* **Exercise inputs**
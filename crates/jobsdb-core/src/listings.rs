use chrono::{DateTime, NaiveDate, Utc};
use serde::{Deserialize, Serialize};

/// The search parameters that produced a listing, e.g. `python` near `07059`.
#[derive(Debug, Clone, PartialEq, Eq, Hash, Serialize, Deserialize)]
pub struct SourceQuery {
    /// Skill text sent as the `text` query parameter.
    pub text: String,
    /// City or zip code sent as the `city` query parameter.
    pub city: String,
}

impl SourceQuery {
    #[must_use]
    pub fn new(text: impl Into<String>, city: impl Into<String>) -> Self {
        Self {
            text: text.into(),
            city: city.into(),
        }
    }
}

impl std::fmt::Display for SourceQuery {
    fn fmt(&self, f: &mut std::fmt::Formatter<'_>) -> std::fmt::Result {
        write!(f, "text={} city={}", self.text, self.city)
    }
}

/// A job listing mapped from one upstream record, ready for upsert.
///
/// Optional upstream fields are empty strings rather than `None` so that
/// downstream grouping never has to distinguish "missing" from "blank".
#[derive(Debug, Clone, PartialEq, Serialize, Deserialize)]
pub struct NormalizedListing {
    /// Stable upstream identifier; the deduplication key.
    pub id: String,
    pub title: String,
    pub company: String,
    pub location: String,
    pub detail_url: String,
    pub source_query: SourceQuery,
    /// Parsed from the upstream `date` field when it is a `YYYY-MM-DD` date.
    pub posted_on: Option<NaiveDate>,
    /// The upstream record exactly as received.
    pub raw_data: serde_json::Value,
}

/// A stored listing, as returned by a [`crate::ListingStore`].
#[derive(Debug, Clone, PartialEq, Serialize, Deserialize)]
pub struct Listing {
    pub id: String,
    pub title: String,
    pub company: String,
    pub location: String,
    pub detail_url: String,
    pub source_query: SourceQuery,
    pub posted_on: Option<NaiveDate>,
    pub raw_data: serde_json::Value,
    /// Time of the first successful write; never changed afterwards.
    pub ingested_at: DateTime<Utc>,
    /// Time of the last write that changed any content field.
    pub updated_at: DateTime<Utc>,
}

impl Listing {
    /// Builds the stored form of a freshly inserted listing.
    #[must_use]
    pub fn from_normalized(listing: NormalizedListing, now: DateTime<Utc>) -> Self {
        Self {
            id: listing.id,
            title: listing.title,
            company: listing.company,
            location: listing.location,
            detail_url: listing.detail_url,
            source_query: listing.source_query,
            posted_on: listing.posted_on,
            raw_data: listing.raw_data,
            ingested_at: now,
            updated_at: now,
        }
    }

    /// Returns `true` when every content field matches `other`, ignoring the
    /// store-assigned timestamps.
    #[must_use]
    pub fn same_content_as(&self, other: &NormalizedListing) -> bool {
        self.id == other.id
            && self.title == other.title
            && self.company == other.company
            && self.location == other.location
            && self.detail_url == other.detail_url
            && self.source_query == other.source_query
            && self.posted_on == other.posted_on
            && self.raw_data == other.raw_data
    }
}
//! Postgres-backed [`ListingStore`] over the `listings` table.
//!
//! Upserts rely on `ON CONFLICT (id) DO UPDATE ... WHERE ... IS DISTINCT FROM`
//! so a write of identical content touches nothing and returns no row.
//! Row-level locking makes concurrent upserts of the same id safe.

use async_trait::async_trait;
use chrono::{DateTime, NaiveDate, Utc};
use jobsdb_core::{
    CompanyCount, Listing, ListingFilter, ListingStore, LocationCount, NormalizedListing,
    SourceQuery, StoreError, UpsertOutcome,
};
use sqlx::PgPool;

const LISTING_COLUMNS: &str = "id, title, company, location, detail_url, query_text, query_city, \
                               posted_on, raw_data, ingested_at, updated_at";

/// A row from the `listings` table.
#[derive(Debug, Clone, sqlx::FromRow)]
pub struct ListingRow {
    pub id: String,
    pub title: String,
    pub company: String,
    pub location: String,
    pub detail_url: String,
    pub query_text: String,
    pub query_city: String,
    pub posted_on: Option<NaiveDate>,
    pub raw_data: serde_json::Value,
    pub ingested_at: DateTime<Utc>,
    pub updated_at: DateTime<Utc>,
}

impl From<ListingRow> for Listing {
    fn from(row: ListingRow) -> Self {
        Self {
            id: row.id,
            title: row.title,
            company: row.company,
            location: row.location,
            detail_url: row.detail_url,
            source_query: SourceQuery {
                text: row.query_text,
                city: row.query_city,
            },
            posted_on: row.posted_on,
            raw_data: row.raw_data,
            ingested_at: row.ingested_at,
            updated_at: row.updated_at,
        }
    }
}

#[derive(Debug, Clone)]
pub struct PgListingStore {
    pool: PgPool,
}

impl PgListingStore {
    #[must_use]
    pub fn new(pool: PgPool) -> Self {
        Self { pool }
    }
}

/// SQLSTATE codes reported by a server that is dropping the session:
/// class `08` (connection exception) and the `57P0x` shutdown codes.
fn is_connection_sqlstate(code: &str) -> bool {
    code.starts_with("08") || matches!(code, "57P01" | "57P02" | "57P03")
}

/// Pool exhaustion, a closed pool and socket failures mean no later write can
/// succeed either; everything else is scoped to the one statement.
fn map_sqlx_error(err: sqlx::Error) -> StoreError {
    match err {
        sqlx::Error::PoolTimedOut
        | sqlx::Error::PoolClosed
        | sqlx::Error::WorkerCrashed
        | sqlx::Error::Io(_)
        | sqlx::Error::Tls(_) => StoreError::ConnectionLost(err.to_string()),
        sqlx::Error::Database(ref db_err)
            if db_err.code().is_some_and(|code| is_connection_sqlstate(&code)) =>
        {
            StoreError::ConnectionLost(err.to_string())
        }
        other => StoreError::Storage(other.to_string()),
    }
}

fn count_to_u64(count: i64) -> u64 {
    u64::try_from(count).unwrap_or(0)
}

#[async_trait]
impl ListingStore for PgListingStore {
    async fn upsert(&self, listing: &NormalizedListing) -> Result<UpsertOutcome, StoreError> {
        // `xmax = 0` only for a freshly inserted tuple.
        let inserted = sqlx::query_scalar::<_, bool>(
            "INSERT INTO listings \
                 (id, title, company, location, detail_url, query_text, query_city, \
                  posted_on, raw_data) \
             VALUES ($1, $2, $3, $4, $5, $6, $7, $8, $9) \
             ON CONFLICT (id) DO UPDATE SET \
                 title      = EXCLUDED.title, \
                 company    = EXCLUDED.company, \
                 location   = EXCLUDED.location, \
                 detail_url = EXCLUDED.detail_url, \
                 query_text = EXCLUDED.query_text, \
                 query_city = EXCLUDED.query_city, \
                 posted_on  = EXCLUDED.posted_on, \
                 raw_data   = EXCLUDED.raw_data, \
                 updated_at = NOW() \
             WHERE (listings.title, listings.company, listings.location, listings.detail_url, \
                    listings.query_text, listings.query_city, listings.posted_on, \
                    listings.raw_data) \
                   IS DISTINCT FROM \
                   (EXCLUDED.title, EXCLUDED.company, EXCLUDED.location, EXCLUDED.detail_url, \
                    EXCLUDED.query_text, EXCLUDED.query_city, EXCLUDED.posted_on, \
                    EXCLUDED.raw_data) \
             RETURNING (xmax = 0)",
        )
        .bind(&listing.id)
        .bind(&listing.title)
        .bind(&listing.company)
        .bind(&listing.location)
        .bind(&listing.detail_url)
        .bind(&listing.source_query.text)
        .bind(&listing.source_query.city)
        .bind(listing.posted_on)
        .bind(&listing.raw_data)
        .fetch_optional(&self.pool)
        .await
        .map_err(map_sqlx_error)?;

        Ok(match inserted {
            Some(true) => UpsertOutcome::Inserted,
            Some(false) => UpsertOutcome::Updated,
            None => UpsertOutcome::Unchanged,
        })
    }

    async fn get(&self, id: &str) -> Result<Option<Listing>, StoreError> {
        let row = sqlx::query_as::<_, ListingRow>(&format!(
            "SELECT {LISTING_COLUMNS} FROM listings WHERE id = $1"
        ))
        .bind(id)
        .fetch_optional(&self.pool)
        .await
        .map_err(map_sqlx_error)?;

        Ok(row.map(Listing::from))
    }

    async fn count(&self, filter: &ListingFilter) -> Result<u64, StoreError> {
        let count = sqlx::query_scalar::<_, i64>(
            "SELECT COUNT(*) FROM listings \
             WHERE ($1::text IS NULL OR query_text = $1) \
               AND ($2::text IS NULL OR query_city = $2) \
               AND ($3::text IS NULL OR LOWER(location) = LOWER($3)) \
               AND ($4::text IS NULL OR LOWER(company) = LOWER($4))",
        )
        .bind(filter.query_text.as_deref())
        .bind(filter.query_city.as_deref())
        .bind(filter.location.as_deref())
        .bind(filter.company.as_deref())
        .fetch_one(&self.pool)
        .await
        .map_err(map_sqlx_error)?;

        Ok(count_to_u64(count))
    }

    async fn group_by_location(&self) -> Result<Vec<LocationCount>, StoreError> {
        let rows = sqlx::query_as::<_, (String, i64)>(
            "SELECT location, COUNT(*) AS total_jobs \
             FROM listings \
             GROUP BY location \
             ORDER BY total_jobs DESC, location ASC",
        )
        .fetch_all(&self.pool)
        .await
        .map_err(map_sqlx_error)?;

        Ok(rows
            .into_iter()
            .map(|(location, total_jobs)| LocationCount {
                location,
                total_jobs,
            })
            .collect())
    }

    async fn filter_by_city(&self, city: &str) -> Result<Vec<Listing>, StoreError> {
        let rows = sqlx::query_as::<_, ListingRow>(&format!(
            "SELECT {LISTING_COLUMNS} FROM listings \
             WHERE LOWER(location) = LOWER($1) \
             ORDER BY title ASC, id ASC"
        ))
        .bind(city)
        .fetch_all(&self.pool)
        .await
        .map_err(map_sqlx_error)?;

        Ok(rows.into_iter().map(Listing::from).collect())
    }

    async fn top_companies(&self, limit: usize) -> Result<Vec<CompanyCount>, StoreError> {
        let rows = sqlx::query_as::<_, (String, i64)>(
            "SELECT company, COUNT(*) AS job_count \
             FROM listings \
             GROUP BY company \
             ORDER BY job_count DESC, company ASC \
             LIMIT $1",
        )
        .bind(i64::try_from(limit).unwrap_or(i64::MAX))
        .fetch_all(&self.pool)
        .await
        .map_err(map_sqlx_error)?;

        Ok(rows
            .into_iter()
            .map(|(company, job_count)| CompanyCount { company, job_count })
            .collect())
    }
}

#[cfg(test)]
mod tests {
    use super::*;

    #[test]
    fn pool_failures_map_to_connection_lost() {
        assert!(map_sqlx_error(sqlx::Error::PoolTimedOut).is_connection_lost());
        assert!(map_sqlx_error(sqlx::Error::PoolClosed).is_connection_lost());
        let io = std::io::Error::new(std::io::ErrorKind::ConnectionReset, "reset");
        assert!(map_sqlx_error(sqlx::Error::Io(io)).is_connection_lost());
    }

    #[test]
    fn statement_failures_map_to_storage() {
        let err = map_sqlx_error(sqlx::Error::RowNotFound);
        assert!(matches!(err, StoreError::Storage(_)));
        let err = map_sqlx_error(sqlx::Error::ColumnNotFound("raw_data".to_owned()));
        assert!(matches!(err, StoreError::Storage(_)));
    }

    #[test]
    fn shutdown_and_connection_sqlstates_are_connection_lost() {
        assert!(is_connection_sqlstate("08006"));
        assert!(is_connection_sqlstate("08003"));
        assert!(is_connection_sqlstate("57P01"));
        assert!(is_connection_sqlstate("57P03"));
        assert!(!is_connection_sqlstate("23505"));
        assert!(!is_connection_sqlstate("57014"));
    }

    #[test]
    fn negative_counts_clamp_to_zero() {
        assert_eq!(count_to_u64(-1), 0);
        assert_eq!(count_to_u64(42), 42);
    }
}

* **Task to carry out**
Gather each line from the listing above that holds "ORDER".

* **Result of this task**
             ORDER BY total_jobs DESC, location ASC",
             ORDER BY title ASC, id ASC"
             ORDER BY job_count DESC, company ASC \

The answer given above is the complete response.